Skateboarding and surfing have a funny relationship. While surfing, in the recent years, has begun to adopt skateboarding’s “highly technical at no cost to style” approach (i.g. see Chippa Wilson and Noa Deane), it’s been a long time (i.g. Z-Boys era) since skateboarding has shown much interest in adopting what surfing brings to the board-riding table.
One lesson that skateboarding could certainly take from surf culture though, is the establishment and support of eco-friendly initiatives. While surfing has given birth to globally beneficial organizations such as Surfrider Foundation and Waves for Water, the skateboarding industry has very little to show as far as being sustainable. That was until Bureo Skateboards came about.
Founded by three right coasters, Ben Kneppers, Dave Stover and East Hampton native, Kevin Ahearn, whose paths crossed in college and internationally, Bureo takes a unique and sustainable approach to skateboard manufacturing — an industry that is continually figuring out how to successfully tap into the consumer trend of going green.
Interestingly enough, Bureo’s genesis did not spawn from wanting to make innovative cruiser boards, but from an inherent desire to preserve and conserve the ocean, a vital part of David and Kevin’s growing up in and around Montauk. Paired with Ben’s background in sustainability consulting, as well as his government job in Chile, the boys set out to see if they could provide an answer to an intimidatingly simple, yet immensely impactful question: “What if we can pay people to clean the ocean?”
After a series of international events including the writing of a business plan in an Australian library, acceptance to an entrepreneurial program in Boston, a successful crowd-funding campaign on Kickstarter and finally, the bringing of all three members together in Chile, Bureo Skateboards officially formed.
This past month, I had the opportunity to get in touch with Dave and Kevin, who were busy forgoing sleep and sneaking in surf sessions in California, all while gearing up to visit South America, Portugal and Hawaii on business. Kevin was rad enough to walk me through their recycling initiative, Net Positiva, which seeks to resolve the growing issue of ocean plastic pollution by collecting and recycling fishing nets that are on their deathbed, and turning them into not only the perfect cruiser board for surf checks and flat days, but also jobs for various communities along the Chilean coast. Check it out, below.
- Step 1: Fishermen and community members drop off near-death nets at collection points stationed in remote port towns along the coast of Chile.
- Step 2: Local community members are paid a fair days wage to sort and clean the nets, removing foreign debris such as weights, buoys and ropes. The communities themselves are compensated per pound of net returned, an incentive that promotes the program’s expansion.

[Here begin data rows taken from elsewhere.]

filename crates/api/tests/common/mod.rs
//! Shared test harness for the HTTP integration tests.

use std::sync::Arc;
use std::time::Duration;

use axum::body::Body;
use axum::extract::DefaultBodyLimit;
use axum::http::header::{AUTHORIZATION, CONTENT_TYPE};
use axum::http::{HeaderName, Method, Request, Response, StatusCode};
use axum::Router;
use sqlx::PgPool;
use tower::ServiceExt;
use tower_http::catch_panic::CatchPanicLayer;
use tower_http::cors::CorsLayer;
use tower_http::request_id::{MakeRequestUuid, PropagateRequestIdLayer, SetRequestIdLayer};
use tower_http::timeout::TimeoutLayer;
use tower_http::trace::{DefaultMakeSpan, DefaultOnResponse, TraceLayer};
use tracing::Level;

use atelier_api::config::ServerConfig;
use atelier_api::routes;
use atelier_api::state::AppState;
use atelier_storage::MemoryBlobStore;

/// Upload ceiling used by the tests. Small, so oversized-payload tests
/// stay cheap.
pub const TEST_MAX_UPLOAD_BYTES: u64 = 16 * 1024;

/// Body-parsing limit for the test app; payloads beyond this are rejected
/// with 413 before validation runs.
pub const TEST_BODY_LIMIT_BYTES: usize = 64 * 1024;

/// Build a test `ServerConfig` with safe defaults.
pub fn test_config() -> ServerConfig {
    ServerConfig {
        host: "127.0.0.1".to_string(),
        port: 0,
        cors_origins: vec!["http://localhost:5173".to_string()],
        request_timeout_secs: 30,
        max_upload_bytes: TEST_MAX_UPLOAD_BYTES,
        upload_token_ttl_secs: 300,
    }
}

/// Build the full application router with all middleware layers, using the
/// given database pool and an in-memory blob store.
///
/// This mirrors the router construction in `main.rs` so integration tests
/// exercise the same middleware stack (CORS, request ID, timeout, tracing,
/// panic recovery, body limit) that production uses.
pub fn build_test_app(pool: PgPool) -> Router {
    build_test_app_with_blob(pool, Arc::new(MemoryBlobStore::default()))
}

/// Like [`build_test_app`], but with a caller-owned blob store so tests can
/// assert what did (or did not) reach storage.
pub fn build_test_app_with_blob(pool: PgPool, blob: Arc<MemoryBlobStore>) -> Router {
    let config = test_config();

    let state = AppState {
        pool,
        config: Arc::new(config),
        blob,
    };

    let cors = CorsLayer::new()
        .allow_origin(["http://localhost:5173".parse().unwrap()])
        .allow_methods([
            Method::GET,
            Method::POST,
            Method::PUT,
            Method::DELETE,
            Method::PATCH,
        ])
        .allow_headers([CONTENT_TYPE, AUTHORIZATION])
        .allow_credentials(true)
        .max_age(Duration::from_secs(3600));

    let request_id_header = HeaderName::from_static("x-request-id");

    Router::new()
        .merge(routes::health::router())
        .nest("/api", routes::api_routes())
        .layer(CatchPanicLayer::new())
        .layer(TimeoutLayer::with_status_code(
            StatusCode::REQUEST_TIMEOUT,
            Duration::from_secs(30),
        ))
        .layer(DefaultBodyLimit::max(TEST_BODY_LIMIT_BYTES))
        .layer(PropagateRequestIdLayer::new(request_id_header.clone()))
        .layer(
            TraceLayer::new_for_http()
                .make_span_with(DefaultMakeSpan::new().level(Level::INFO))
                .on_response(DefaultOnResponse::new().level(Level::INFO)),
        )
        .layer(SetRequestIdLayer::new(request_id_header, MakeRequestUuid))
        .layer(cors)
        .with_state(state)
}

/// Send a GET request.
pub async fn get(app: Router, uri: &str) -> Response<Body> {
    let request = Request::builder()
        .method(Method::GET)
        .uri(uri)
        .body(Body::empty())
        .unwrap();
    app.oneshot(request).await.unwrap()
}

/// Send a POST request with a JSON body.
pub async fn post_json(app: Router, uri: &str, body: serde_json::Value) -> Response<Body> {
    let request = Request::builder()
        .method(Method::POST)
        .uri(uri)
        .header(CONTENT_TYPE, "application/json")
        .body(Body::from(body.to_string()))
        .unwrap();
    app.oneshot(request).await.unwrap()
}

/// Send a PUT request with a JSON body.
pub async fn put_json(app: Router, uri: &str, body: serde_json::Value) -> Response<Body> {
    let request = Request::builder()
        .method(Method::PUT)
        .uri(uri)
        .header(CONTENT_TYPE, "application/json")
        .body(Body::from(body.to_string()))
        .unwrap();
    app.oneshot(request).await.unwrap()
}

/// Send a DELETE request.
pub async fn delete(app: Router, uri: &str) -> Response<Body> {
    let request = Request::builder()
        .method(Method::DELETE)
        .uri(uri)
        .body(Body::empty())
        .unwrap();
    app.oneshot(request).await.unwrap()
}

/// Send a POST request with a single-file `multipart/form-data` body.
pub async fn post_multipart_file(
    app: Router,
    uri: &str,
    filename: &str,
    content_type: &str,
    data: &[u8],
) -> Response<Body> {
    const BOUNDARY: &str = "test-boundary-7f1a2b";

    let mut body = Vec::new();
    body.extend_from_slice(format!("--{BOUNDARY}\r\n").as_bytes());
    body.extend_from_slice(
        format!("Content-Disposition: form-data; name=\"file\"; filename=\"{filename}\"\r\n")
            .as_bytes(),
    );
    body.extend_from_slice(format!("Content-Type: {content_type}\r\n\r\n").as_bytes());
    body.extend_from_slice(data);
    body.extend_from_slice(format!("\r\n--{BOUNDARY}--\r\n").as_bytes());

    let request = Request::builder()
        .method(Method::POST)
        .uri(uri)
        .header(
            CONTENT_TYPE,
            format!("multipart/form-data; boundary={BOUNDARY}"),
        )
        .body(Body::from(body))
        .unwrap();
    app.oneshot(request).await.unwrap()
}

/// Collect a response body into JSON.
pub async fn body_json(response: Response<Body>) -> serde_json::Value {
    use http_body_util::BodyExt;

    let bytes = response.into_body().collect().await.unwrap().to_bytes();
    serde_json::from_slice(&bytes).unwrap()
}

- Step 3: Once the amount of nets accumulated reaches a sufficient level, they are placed in large, reusable bags and picked up by trucks that would otherwise be returning to the capital city of Santiago, where the recycling center is located, empty. This choice in transportation reduces costs and the program’s carbon footprint.
- Step 4: Upon arriving at the recycling center, the nets are mechanically shredded and returned to a state of fibrous fluff. This fluff is then spun to remove any remaining foreign material, and processed through a pelletizer to turn the fluff into plastic pellets, which can be treated exactly as brand new pellets would be treated.

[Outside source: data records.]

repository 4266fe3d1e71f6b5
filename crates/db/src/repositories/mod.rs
//! Repository layer.
//!
//! Each repository is a zero-sized struct providing async CRUD methods
//! that accept `&PgPool` as the first argument.

pub mod project_repo;

pub use project_repo::ProjectRepo;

- Step 5: The born-again pellets are then placed in a 400-ton steel molding press where they are melted down and become subject to a combination of liquid and extreme pressure and temperature. Once the part has cooled, the mold opens and a skateboard deck pops out.

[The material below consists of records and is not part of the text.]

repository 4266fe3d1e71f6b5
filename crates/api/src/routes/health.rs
use axum::extract::State;
use axum::{routing::get, Json, Router};
use serde::Serialize;

use crate::state::AppState;

/// Health check response payload.
#[derive(Serialize)]
pub struct HealthResponse {
    /// Overall service status.
    pub status: &'static str,
    /// Crate version from Cargo.toml.
    pub version: &'static str,
    /// Whether the database is reachable.
    pub db_healthy: bool,
}

/// GET /health -- returns service and database health.
async fn health_check(State(state): State<AppState>) -> Json<HealthResponse> {
    let db_healthy = atelier_db::health_check(&state.pool).await.is_ok();

    let status = if db_healthy { "ok" } else { "degraded" };

    Json(HealthResponse {
        status,
        version: env!("CARGO_PKG_VERSION"),
        db_healthy,
    })
}

/// Mount health check routes (intended for root-level, NOT under `/api`).
pub fn router() -> Router<AppState> {
    Router::new().route("/health", get(health_check))
}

- Step 6: In the final stage, the decks are shipped via ocean freight from Chile to California where Bureo’s headquarters are located. The complete skateboards are assembled and submitted to quality control then shipped out to stoked customers all over the world!
Since then, Bureo received a seed investment from $20 Million & Change, Patagonia’s internal fund, and their boards have made their way around the globe, ending up under the feet of everyone from young girls at surf schools in Bangladesh to well known musicians like Jack Johnson (who may or may not have been the third person ride the first completed Bureo skateboard).
When asked what’s next in production for Bureo, Dave put the rest of 2015 into perspective, “We just received a ‘scale grant’ from Chile, which will help with growing the operation and by the end of the year we’ll be releasing a second skateboard model. We also definitely see an opportunity to utilize the plastic for other products.”